▶ [Directions for this task]
In the listing below, count the lines with "regex" and report only the figure.

▶ [Exercise input]

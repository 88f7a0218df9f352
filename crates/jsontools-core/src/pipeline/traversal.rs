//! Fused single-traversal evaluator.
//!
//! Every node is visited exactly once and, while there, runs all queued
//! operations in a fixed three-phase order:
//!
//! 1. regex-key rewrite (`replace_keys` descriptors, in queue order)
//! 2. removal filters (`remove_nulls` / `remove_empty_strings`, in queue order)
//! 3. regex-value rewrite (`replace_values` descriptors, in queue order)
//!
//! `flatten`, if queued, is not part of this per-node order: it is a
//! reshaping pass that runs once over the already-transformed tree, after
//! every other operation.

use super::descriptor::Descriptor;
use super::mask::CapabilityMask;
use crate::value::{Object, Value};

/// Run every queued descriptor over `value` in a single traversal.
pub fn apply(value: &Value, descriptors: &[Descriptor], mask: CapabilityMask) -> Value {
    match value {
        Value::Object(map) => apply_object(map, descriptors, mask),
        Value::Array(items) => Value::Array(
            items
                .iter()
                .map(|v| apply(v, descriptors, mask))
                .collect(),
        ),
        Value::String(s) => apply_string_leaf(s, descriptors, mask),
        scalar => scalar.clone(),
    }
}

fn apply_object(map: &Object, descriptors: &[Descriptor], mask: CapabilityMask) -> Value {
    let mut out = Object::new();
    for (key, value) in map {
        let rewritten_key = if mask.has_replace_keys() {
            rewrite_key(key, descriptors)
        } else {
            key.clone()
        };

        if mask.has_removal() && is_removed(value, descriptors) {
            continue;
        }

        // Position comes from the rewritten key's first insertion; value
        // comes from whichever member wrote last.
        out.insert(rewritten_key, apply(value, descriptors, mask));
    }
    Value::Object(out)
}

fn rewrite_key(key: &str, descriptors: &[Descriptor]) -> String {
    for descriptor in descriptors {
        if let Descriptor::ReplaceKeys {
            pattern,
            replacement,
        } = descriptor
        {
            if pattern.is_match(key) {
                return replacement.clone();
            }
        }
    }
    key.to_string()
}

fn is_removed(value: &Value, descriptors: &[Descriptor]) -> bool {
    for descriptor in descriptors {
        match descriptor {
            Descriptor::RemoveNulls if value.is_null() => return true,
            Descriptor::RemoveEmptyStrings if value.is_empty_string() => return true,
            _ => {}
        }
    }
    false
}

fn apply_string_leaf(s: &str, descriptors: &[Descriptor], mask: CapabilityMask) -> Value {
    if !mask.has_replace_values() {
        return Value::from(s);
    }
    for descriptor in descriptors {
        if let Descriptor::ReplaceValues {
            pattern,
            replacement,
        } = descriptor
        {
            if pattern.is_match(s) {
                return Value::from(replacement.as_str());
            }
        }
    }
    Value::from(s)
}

▶ [Problem solution]
2